▶ **Task item**: Nothing in the data may be altered, so output all of it exactly.

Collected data
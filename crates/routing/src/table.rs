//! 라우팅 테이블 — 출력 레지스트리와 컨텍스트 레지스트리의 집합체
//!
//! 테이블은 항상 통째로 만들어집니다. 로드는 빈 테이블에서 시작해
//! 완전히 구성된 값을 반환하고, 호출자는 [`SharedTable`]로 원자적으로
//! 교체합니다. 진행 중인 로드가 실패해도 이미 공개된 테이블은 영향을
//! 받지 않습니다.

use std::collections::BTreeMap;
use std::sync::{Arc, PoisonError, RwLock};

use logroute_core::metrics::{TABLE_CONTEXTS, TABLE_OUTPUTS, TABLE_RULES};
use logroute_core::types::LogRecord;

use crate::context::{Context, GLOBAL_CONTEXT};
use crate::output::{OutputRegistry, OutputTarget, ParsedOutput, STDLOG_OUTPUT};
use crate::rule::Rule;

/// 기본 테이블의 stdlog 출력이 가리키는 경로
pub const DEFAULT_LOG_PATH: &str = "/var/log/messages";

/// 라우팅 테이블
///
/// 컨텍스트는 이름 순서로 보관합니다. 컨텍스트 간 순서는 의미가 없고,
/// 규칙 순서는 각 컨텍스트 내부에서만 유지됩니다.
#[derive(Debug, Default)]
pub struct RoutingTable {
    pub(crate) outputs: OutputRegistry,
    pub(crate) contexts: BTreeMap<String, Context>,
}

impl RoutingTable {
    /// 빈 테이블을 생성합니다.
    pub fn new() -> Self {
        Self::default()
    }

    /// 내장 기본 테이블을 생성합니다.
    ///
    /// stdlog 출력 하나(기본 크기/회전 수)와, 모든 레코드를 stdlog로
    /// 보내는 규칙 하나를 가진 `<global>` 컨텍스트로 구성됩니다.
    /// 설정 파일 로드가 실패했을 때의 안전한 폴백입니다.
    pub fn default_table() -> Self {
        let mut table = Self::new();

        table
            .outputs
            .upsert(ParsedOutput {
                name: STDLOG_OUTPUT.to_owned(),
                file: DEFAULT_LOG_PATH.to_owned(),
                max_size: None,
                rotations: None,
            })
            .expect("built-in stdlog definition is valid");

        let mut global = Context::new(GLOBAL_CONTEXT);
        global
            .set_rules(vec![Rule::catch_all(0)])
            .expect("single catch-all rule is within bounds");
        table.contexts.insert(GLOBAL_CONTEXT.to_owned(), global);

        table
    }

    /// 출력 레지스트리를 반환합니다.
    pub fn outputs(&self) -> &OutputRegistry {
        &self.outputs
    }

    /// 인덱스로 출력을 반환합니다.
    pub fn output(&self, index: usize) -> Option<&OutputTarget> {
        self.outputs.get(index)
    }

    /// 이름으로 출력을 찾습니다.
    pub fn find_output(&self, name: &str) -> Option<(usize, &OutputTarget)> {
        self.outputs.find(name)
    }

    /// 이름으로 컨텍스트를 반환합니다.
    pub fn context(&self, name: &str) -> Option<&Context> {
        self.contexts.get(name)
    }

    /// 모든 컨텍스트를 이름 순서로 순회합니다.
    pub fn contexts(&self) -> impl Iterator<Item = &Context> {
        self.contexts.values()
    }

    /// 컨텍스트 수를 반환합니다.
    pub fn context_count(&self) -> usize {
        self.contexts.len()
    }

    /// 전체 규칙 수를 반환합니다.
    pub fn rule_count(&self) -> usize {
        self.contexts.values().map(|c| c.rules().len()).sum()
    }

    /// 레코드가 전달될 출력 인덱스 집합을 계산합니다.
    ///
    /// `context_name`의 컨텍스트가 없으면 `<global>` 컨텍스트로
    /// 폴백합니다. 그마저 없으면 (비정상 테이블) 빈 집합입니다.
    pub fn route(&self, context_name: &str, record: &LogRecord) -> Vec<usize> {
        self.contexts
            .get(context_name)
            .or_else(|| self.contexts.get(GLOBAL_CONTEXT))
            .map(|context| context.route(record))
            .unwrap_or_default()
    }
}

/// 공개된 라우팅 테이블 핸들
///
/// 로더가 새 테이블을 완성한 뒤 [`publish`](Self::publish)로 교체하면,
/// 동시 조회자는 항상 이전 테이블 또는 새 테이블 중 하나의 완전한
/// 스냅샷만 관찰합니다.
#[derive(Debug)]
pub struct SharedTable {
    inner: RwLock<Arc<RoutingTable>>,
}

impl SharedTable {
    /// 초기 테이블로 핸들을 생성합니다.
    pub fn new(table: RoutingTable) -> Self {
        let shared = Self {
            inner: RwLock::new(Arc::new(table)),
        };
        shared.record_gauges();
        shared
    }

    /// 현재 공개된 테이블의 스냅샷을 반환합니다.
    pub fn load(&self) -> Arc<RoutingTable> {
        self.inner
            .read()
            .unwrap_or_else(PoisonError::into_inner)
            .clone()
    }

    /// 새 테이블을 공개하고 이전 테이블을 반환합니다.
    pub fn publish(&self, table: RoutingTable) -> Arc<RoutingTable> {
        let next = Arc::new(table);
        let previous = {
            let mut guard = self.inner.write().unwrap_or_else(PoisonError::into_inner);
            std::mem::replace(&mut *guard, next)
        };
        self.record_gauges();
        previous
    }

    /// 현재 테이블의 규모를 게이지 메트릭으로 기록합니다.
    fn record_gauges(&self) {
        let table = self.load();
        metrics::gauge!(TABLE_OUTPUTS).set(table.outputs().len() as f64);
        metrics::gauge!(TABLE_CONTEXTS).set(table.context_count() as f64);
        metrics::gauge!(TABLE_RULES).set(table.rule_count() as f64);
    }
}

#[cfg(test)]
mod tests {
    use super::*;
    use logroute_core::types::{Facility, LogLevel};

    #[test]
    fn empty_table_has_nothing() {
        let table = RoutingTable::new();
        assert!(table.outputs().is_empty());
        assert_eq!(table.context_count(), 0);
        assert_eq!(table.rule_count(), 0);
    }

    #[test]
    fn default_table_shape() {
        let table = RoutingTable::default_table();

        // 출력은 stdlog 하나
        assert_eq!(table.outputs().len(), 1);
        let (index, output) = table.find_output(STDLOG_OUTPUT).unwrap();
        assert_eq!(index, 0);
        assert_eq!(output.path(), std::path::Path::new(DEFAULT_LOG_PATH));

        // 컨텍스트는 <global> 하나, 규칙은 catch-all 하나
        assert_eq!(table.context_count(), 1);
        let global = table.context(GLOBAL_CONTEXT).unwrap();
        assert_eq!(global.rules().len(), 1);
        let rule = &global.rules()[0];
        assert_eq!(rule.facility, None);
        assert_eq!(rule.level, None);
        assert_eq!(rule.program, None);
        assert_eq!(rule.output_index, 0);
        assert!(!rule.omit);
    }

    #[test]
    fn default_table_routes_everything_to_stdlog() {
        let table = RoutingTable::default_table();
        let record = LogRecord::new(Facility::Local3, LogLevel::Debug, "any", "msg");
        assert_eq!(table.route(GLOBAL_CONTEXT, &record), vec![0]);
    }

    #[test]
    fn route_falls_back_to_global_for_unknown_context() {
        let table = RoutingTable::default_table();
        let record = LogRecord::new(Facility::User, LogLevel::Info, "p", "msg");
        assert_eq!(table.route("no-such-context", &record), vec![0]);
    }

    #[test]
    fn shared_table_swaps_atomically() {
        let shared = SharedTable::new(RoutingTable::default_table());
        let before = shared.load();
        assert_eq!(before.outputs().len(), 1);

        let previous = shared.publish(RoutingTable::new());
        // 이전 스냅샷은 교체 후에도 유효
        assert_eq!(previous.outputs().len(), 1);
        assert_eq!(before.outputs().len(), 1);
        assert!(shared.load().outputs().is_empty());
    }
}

▶ **Finished exercise**:
filename crates/routing/src/table.rs
//! 라우팅 테이블 — 출력 레지스트리와 컨텍스트 레지스트리의 집합체
//!
//! 테이블은 항상 통째로 만들어집니다. 로드는 빈 테이블에서 시작해
//! 완전히 구성된 값을 반환하고, 호출자는 [`SharedTable`]로 원자적으로
//! 교체합니다. 진행 중인 로드가 실패해도 이미 공개된 테이블은 영향을
//! 받지 않습니다.

use std::collections::BTreeMap;
use std::sync::{Arc, PoisonError, RwLock};

use logroute_core::metrics::{TABLE_CONTEXTS, TABLE_OUTPUTS, TABLE_RULES};
use logroute_core::types::LogRecord;

use crate::context::{Context, GLOBAL_CONTEXT};
use crate::output::{OutputRegistry, OutputTarget, ParsedOutput, STDLOG_OUTPUT};
use crate::rule::Rule;

/// 기본 테이블의 stdlog 출력이 가리키는 경로
pub const DEFAULT_LOG_PATH: &str = "/var/log/messages";

/// 라우팅 테이블
///
/// 컨텍스트는 이름 순서로 보관합니다. 컨텍스트 간 순서는 의미가 없고,
/// 규칙 순서는 각 컨텍스트 내부에서만 유지됩니다.
#[derive(Debug, Default)]
pub struct RoutingTable {
    pub(crate) outputs: OutputRegistry,
    pub(crate) contexts: BTreeMap<String, Context>,
}

impl RoutingTable {
    /// 빈 테이블을 생성합니다.
    pub fn new() -> Self {
        Self::default()
    }

    /// 내장 기본 테이블을 생성합니다.
    ///
    /// stdlog 출력 하나(기본 크기/회전 수)와, 모든 레코드를 stdlog로
    /// 보내는 규칙 하나를 가진 `<global>` 컨텍스트로 구성됩니다.
    /// 설정 파일 로드가 실패했을 때의 안전한 폴백입니다.
    pub fn default_table() -> Self {
        let mut table = Self::new();

        table
            .outputs
            .upsert(ParsedOutput {
                name: STDLOG_OUTPUT.to_owned(),
                file: DEFAULT_LOG_PATH.to_owned(),
                max_size: None,
                rotations: None,
            })
            .expect("built-in stdlog definition is valid");

        let mut global = Context::new(GLOBAL_CONTEXT);
        global
            .set_rules(vec![Rule::catch_all(0)])
            .expect("single catch-all rule is within bounds");
        table.contexts.insert(GLOBAL_CONTEXT.to_owned(), global);

        table
    }

    /// 출력 레지스트리를 반환합니다.
    pub fn outputs(&self) -> &OutputRegistry {
        &self.outputs
    }

    /// 인덱스로 출력을 반환합니다.
    pub fn output(&self, index: usize) -> Option<&OutputTarget> {
        self.outputs.get(index)
    }

    /// 이름으로 출력을 찾습니다.
    pub fn find_output(&self, name: &str) -> Option<(usize, &OutputTarget)> {
        self.outputs.find(name)
    }

    /// 이름으로 컨텍스트를 반환합니다.
    pub fn context(&self, name: &str) -> Option<&Context> {
        self.contexts.get(name)
    }

    /// 모든 컨텍스트를 이름 순서로 순회합니다.
    pub fn contexts(&self) -> impl Iterator<Item = &Context> {
        self.contexts.values()
    }

    /// 컨텍스트 수를 반환합니다.
    pub fn context_count(&self) -> usize {
        self.contexts.len()
    }

    /// 전체 규칙 수를 반환합니다.
    pub fn rule_count(&self) -> usize {
        self.contexts.values().map(|c| c.rules().len()).sum()
    }

    /// 레코드가 전달될 출력 인덱스 집합을 계산합니다.
    ///
    /// `context_name`의 컨텍스트가 없으면 `<global>` 컨텍스트로
    /// 폴백합니다. 그마저 없으면 (비정상 테이블) 빈 집합입니다.
    pub fn route(&self, context_name: &str, record: &LogRecord) -> Vec<usize> {
        self.contexts
            .get(context_name)
            .or_else(|| self.contexts.get(GLOBAL_CONTEXT))
            .map(|context| context.route(record))
            .unwrap_or_default()
    }
}

/// 공개된 라우팅 테이블 핸들
///
/// 로더가 새 테이블을 완성한 뒤 [`publish`](Self::publish)로 교체하면,
/// 동시 조회자는 항상 이전 테이블 또는 새 테이블 중 하나의 완전한
/// 스냅샷만 관찰합니다.
#[derive(Debug)]
pub struct SharedTable {
    inner: RwLock<Arc<RoutingTable>>,
}

impl SharedTable {
    /// 초기 테이블로 핸들을 생성합니다.
    pub fn new(table: RoutingTable) -> Self {
        let shared = Self {
            inner: RwLock::new(Arc::new(table)),
        };
        shared.record_gauges();
        shared
    }

    /// 현재 공개된 테이블의 스냅샷을 반환합니다.
    pub fn load(&self) -> Arc<RoutingTable> {
        self.inner
            .read()
            .unwrap_or_else(PoisonError::into_inner)
            .clone()
    }

    /// 새 테이블을 공개하고 이전 테이블을 반환합니다.
    pub fn publish(&self, table: RoutingTable) -> Arc<RoutingTable> {
        let next = Arc::new(table);
        let previous = {
            let mut guard = self.inner.write().unwrap_or_else(PoisonError::into_inner);
            std::mem::replace(&mut *guard, next)
        };
        self.record_gauges();
        previous
    }

    /// 현재 테이블의 규모를 게이지 메트릭으로 기록합니다.
    fn record_gauges(&self) {
        let table = self.load();
        metrics::gauge!(TABLE_OUTPUTS).set(table.outputs().len() as f64);
        metrics::gauge!(TABLE_CONTEXTS).set(table.context_count() as f64);
        metrics::gauge!(TABLE_RULES).set(table.rule_count() as f64);
    }
}

#[cfg(test)]
mod tests {
    use super::*;
    use logroute_core::types::{Facility, LogLevel};

    #[test]
    fn empty_table_has_nothing() {
        let table = RoutingTable::new();
        assert!(table.outputs().is_empty());
        assert_eq!(table.context_count(), 0);
        assert_eq!(table.rule_count(), 0);
    }

    #[test]
    fn default_table_shape() {
        let table = RoutingTable::default_table();

        // 출력은 stdlog 하나
        assert_eq!(table.outputs().len(), 1);
        let (index, output) = table.find_output(STDLOG_OUTPUT).unwrap();
        assert_eq!(index, 0);
        assert_eq!(output.path(), std::path::Path::new(DEFAULT_LOG_PATH));

        // 컨텍스트는 <global> 하나, 규칙은 catch-all 하나
        assert_eq!(table.context_count(), 1);
        let global = table.context(GLOBAL_CONTEXT).unwrap();
        assert_eq!(global.rules().len(), 1);
        let rule = &global.rules()[0];
        assert_eq!(rule.facility, None);
        assert_eq!(rule.level, None);
        assert_eq!(rule.program, None);
        assert_eq!(rule.output_index, 0);
        assert!(!rule.omit);
    }

    #[test]
    fn default_table_routes_everything_to_stdlog() {
        let table = RoutingTable::default_table();
        let record = LogRecord::new(Facility::Local3, LogLevel::Debug, "any", "msg");
        assert_eq!(table.route(GLOBAL_CONTEXT, &record), vec![0]);
    }

    #[test]
    fn route_falls_back_to_global_for_unknown_context() {
        let table = RoutingTable::default_table();
        let record = LogRecord::new(Facility::User, LogLevel::Info, "p", "msg");
        assert_eq!(table.route("no-such-context", &record), vec![0]);
    }

    #[test]
    fn shared_table_swaps_atomically() {
        let shared = SharedTable::new(RoutingTable::default_table());
        let before = shared.load();
        assert_eq!(before.outputs().len(), 1);

        let previous = shared.publish(RoutingTable::new());
        // 이전 스냅샷은 교체 후에도 유효
        assert_eq!(previous.outputs().len(), 1);
        assert_eq!(before.outputs().len(), 1);
        assert!(shared.load().outputs().is_empty());
    }
}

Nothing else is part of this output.